Jaina opened fire, with the ion guns, narrowly missing the tug, but spraying the station’s central hub. Ion beams were safer to use around Tibanna gas than blaster bolts, since all they did was disable electronic circuitry, so the barrage did
not cause any structural damage. But it did plunge two levels of habitation deck into a sudden blackout.

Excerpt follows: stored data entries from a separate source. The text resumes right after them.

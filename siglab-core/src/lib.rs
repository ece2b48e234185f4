//! SigLab Core — engine, domain types, indicators, signal evaluation, execution costs.
//!
//! This crate contains the heart of the weighted-signal trading core:
//! - Domain types (bars, positions, trades, the ledger)
//! - Indicator library: pure conviction series with NaN warm-up
//! - Signal engine: weighted composite signal and the entry/exit decision rule
//! - Execution cost model (fee + slippage + spread folded into fill prices)
//! - Bar-by-bar backtest simulator with risk gates and a per-instrument
//!   position state machine
//! - Parameter vectors, bounds, and the normalized genotype encoding the
//!   optimizer searches over
//!
//! Everything here is pure and synchronous: bars in, ledger out. The signal
//! engine is the single source of truth for "what would this strategy do
//! right now" — the simulator and any live order-placement collaborator call
//! the same function.

pub mod config;
pub mod domain;
pub mod engine;
pub mod error;
pub mod execution;
pub mod indicators;
pub mod params;
pub mod signal;

pub use error::CoreError;
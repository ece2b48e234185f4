//! Execution cost model — fee, slippage, and spread folded into fill prices.
//!
//! Costs are directional: the realized price always worsens against the
//! trader. Buys pay up, sells receive less. Rates are configuration
//! constants shared between backtest and live fill estimation; optimizing
//! against one cost assumption and trading under another would make the
//! fitness meaningless.

use serde::{Deserialize, Serialize};

use crate::config::CostConfig;

/// Which way the order crosses the book.
#[derive(Debug, Clone, Copy, PartialEq, Eq, Serialize, Deserialize)]
pub enum OrderSide {
    Buy,
    Sell,
}

#[derive(Debug, Clone, Copy, PartialEq)]
pub struct CostModel {
    fee_rate: f64,
    slippage_rate: f64,
    spread_rate: f64,
}

impl CostModel {
    pub fn new(config: &CostConfig) -> Self {
        Self {
            fee_rate: config.fee_rate,
            slippage_rate: config.slippage_rate,
            spread_rate: config.spread_rate,
        }
    }

    pub fn frictionless() -> Self {
        Self {
            fee_rate: 0.0,
            slippage_rate: 0.0,
            spread_rate: 0.0,
        }
    }

    /// Total one-sided friction: fee + slippage + half the spread.
    pub fn per_side_rate(&self) -> f64 {
        self.fee_rate + self.slippage_rate + self.spread_rate / 2.0
    }

    /// Realized fill price for a nominal price.
    ///
    /// Buy: `nominal × (1 + rate)`. Sell: `nominal × (1 − rate)`.
    pub fn fill_price(&self, nominal: f64, side: OrderSide) -> f64 {
        let rate = self.per_side_rate();
        match side {
            OrderSide::Buy => nominal * (1.0 + rate),
            OrderSide::Sell => nominal * (1.0 - rate),
        }
    }
}
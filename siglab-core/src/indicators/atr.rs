//! ATR tradability gate, plus the shared true-range/Wilder helpers.
//!
//! The conviction is not directional information about price: it gates
//! whether the market is moving enough to trade at all. ATR is normalized by
//! the close so one threshold works across price scales:
//! atr/close > min_threshold → +0.2, else -0.2.

use crate::domain::Bar;
use crate::indicators::{Indicator, IndicatorId};

/// True Range series.
/// TR[0] = high[0] - low[0] (no previous close).
/// TR[t] = max(high-low, |high-prev_close|, |low-prev_close|).
pub fn true_range(bars: &[Bar]) -> Vec<f64> {
    let n = bars.len();
    let mut tr = vec![f64::NAN; n];
    if n == 0 {
        return tr;
    }
    tr[0] = bars[0].high - bars[0].low;
    for i in 1..n {
        let h = bars[i].high;
        let l = bars[i].low;
        let pc = bars[i - 1].close;
        tr[i] = (h - l).max((h - pc).abs()).max((l - pc).abs());
    }
    tr
}

/// Wilder smoothing (alpha = 1/period), seeded with the mean of the first
/// `period` consecutive non-NaN values. Output is NaN until the seed
/// completes; a NaN after the seed taints everything from there on.
pub fn wilder_smooth(values: &[f64], period: usize) -> Vec<f64> {
    let n = values.len();
    let mut result = vec![f64::NAN; n];
    if n < period || period == 0 {
        return result;
    }

    // First index with `period` consecutive non-NaN values
    let seed_start = (0..n).find(|&i| {
        i + period <= n && values[i..i + period].iter().all(|v| !v.is_nan())
    });
    let seed_start = match seed_start {
        Some(s) => s,
        None => return result,
    };
    let seed_end = seed_start + period;

    let seed: f64 = values[seed_start..seed_end].iter().sum::<f64>() / period as f64;
    result[seed_end - 1] = seed;

    let alpha = 1.0 / period as f64;
    let mut prev = seed;
    for i in seed_end..n {
        if values[i].is_nan() {
            for val in result.iter_mut().skip(i) {
                *val = f64::NAN;
            }
            return result;
        }
        let smoothed = alpha * values[i] + (1.0 - alpha) * prev;
        result[i] = smoothed;
        prev = smoothed;
    }

    result
}

/// Raw Wilder ATR series (price units).
pub fn atr_series(bars: &[Bar], period: usize) -> Vec<f64> {
    let mut tr = true_range(bars);
    // TR[0] has no previous close; exclude it from the seed window.
    if !tr.is_empty() {
        tr[0] = f64::NAN;
    }
    wilder_smooth(&tr, period)
}

#[derive(Debug, Clone)]
pub struct AtrGate {
    period: usize,
    min_threshold: f64,
}

impl AtrGate {
    pub fn new(period: usize, min_threshold: f64) -> Self {
        assert!(period >= 1, "ATR period must be >= 1");
        Self {
            period,
            min_threshold,
        }
    }
}

impl Indicator for AtrGate {
    fn id(&self) -> IndicatorId {
        IndicatorId::Atr
    }

    fn lookback(&self) -> usize {
        self.period
    }

    fn compute(&self, bars: &[Bar]) -> Vec<f64> {
        let atr = atr_series(bars, self.period);
        atr.iter()
            .zip(bars)
            .map(|(&a, bar)| {
                if a.is_nan() || bar.close <= 0.0 {
                    f64::NAN
                } else if a / bar.close > self.min_threshold {
                    0.2
                } else {
                    -0.2
                }
            })
            .collect()
    }
}
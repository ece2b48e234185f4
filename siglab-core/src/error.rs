//! Typed errors for the core engine.

use thiserror::Error;

#[derive(Debug, Error)]
pub enum CoreError {
    /// Bar data failed validation. Fatal for a backtest run: the simulator
    /// never skips or reorders bars.
    #[error("data integrity violation at bar {index}: {reason}")]
    DataIntegrity { index: usize, reason: String },

    /// An externally supplied parameter vector violates its declared bounds
    /// or the stop-loss < take-profit invariant. Optimizer-internal vectors
    /// are clamped instead of rejected.
    #[error("invalid parameter `{name}`: {reason}")]
    InvalidParameter { name: String, reason: String },

    /// Configuration record failed to parse or carries nonsensical values.
    #[error("invalid configuration: {0}")]
    InvalidConfig(String),
}
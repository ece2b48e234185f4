//! Domain types: bars, positions, trades, the ledger.

pub mod bar;
pub mod ledger;
pub mod position;
pub mod trade;

pub use bar::{validate_series, Bar};
pub use ledger::Ledger;
pub use position::{Position, Side};
pub use trade::{ExitReason, Trade};
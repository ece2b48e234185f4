//! Dynamic support/resistance distance.
//!
//! Support = rolling lowest low, resistance = rolling highest high. A close
//! within the touch distance of support reads +0.7 (bounce zone), within it
//! of resistance reads -0.7 (rejection zone), else 0. A close touching both
//! (degenerate flat range) reads 0.

use crate::domain::Bar;
use crate::indicators::{rolling_max, rolling_min, Indicator, IndicatorId};

#[derive(Debug, Clone)]
pub struct SupportResistance {
    lookback: usize,
    touch_distance: f64,
}

impl SupportResistance {
    pub fn new(lookback: usize, touch_distance: f64) -> Self {
        assert!(lookback >= 1, "S/R lookback must be >= 1");
        assert!(touch_distance > 0.0, "S/R touch distance must be positive");
        Self {
            lookback,
            touch_distance,
        }
    }
}

impl Indicator for SupportResistance {
    fn id(&self) -> IndicatorId {
        IndicatorId::SupportResistance
    }

    fn lookback(&self) -> usize {
        self.lookback - 1
    }

    fn compute(&self, bars: &[Bar]) -> Vec<f64> {
        let highs: Vec<f64> = bars.iter().map(|b| b.high).collect();
        let lows: Vec<f64> = bars.iter().map(|b| b.low).collect();

        let resistance = rolling_max(&highs, self.lookback);
        let support = rolling_min(&lows, self.lookback);

        bars.iter()
            .enumerate()
            .map(|(i, bar)| {
                let (r, s) = (resistance[i], support[i]);
                if r.is_nan() || s.is_nan() || bar.close <= 0.0 {
                    return f64::NAN;
                }
                let near_support = (bar.close - s).abs() / bar.close < self.touch_distance;
                let near_resistance = (bar.close - r).abs() / bar.close < self.touch_distance;
                if near_support && !near_resistance {
                    0.7
                } else if near_resistance && !near_support {
                    -0.7
                } else {
                    0.0
                }
            })
            .collect()
    }
}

Zekk swung the tractor beam around and caught hold of a siphoning balloon. The tappers released it, and the balloon came flying straight at the cloud car. Zekk deactivated the beam immediately, but Jaina still had to swing wide to avoid being taken out by the huge, tumbling bag of supercooled gas.

Jaina let out a tense breath. “Too—”

“—close!” Zekk finished.

By the time she brought the cloud car back around, the last two balloons were following the tug up into a dark, churning cloud. Jaina raised their nose and sent another burst of ionized energy streaming after the tappers, but Zekk did not reactivate the beam.

They agreed—the capture attempt had looked realistic enough. Now the quarry needed room to run. Jaina backed off the throttles, and they began a slow spiral up after the thieves.

A moment later, a fuzzy pinpoint of yellow appeared deep inside the cloud, rapidly swelling into a hazy tongue of flame that came shooting out into clear air almost before Jaina could bring the ion guns around. She pressed both triggers and began to sweep the barrels back and forth. She was not trying to hit the missile—that would have been impossible, even for a Jedi. Instead, she was simply laying a blanket of ionized energy in its path.

Zekk reached out and found the missile in the Force, then gently guided it into one of Jaina’s ion beams. Its electrical systems erupted into a tempest of discharge lightning and overload sparks, then failed altogether. Once the tempest died down, Zekk used a Force shove to deflect it from the extraction platform. The dead missile plunged past, barely a dozen meters from the edge of the storage deck,
then vanished into the seething darkness of the Squeeze Zone.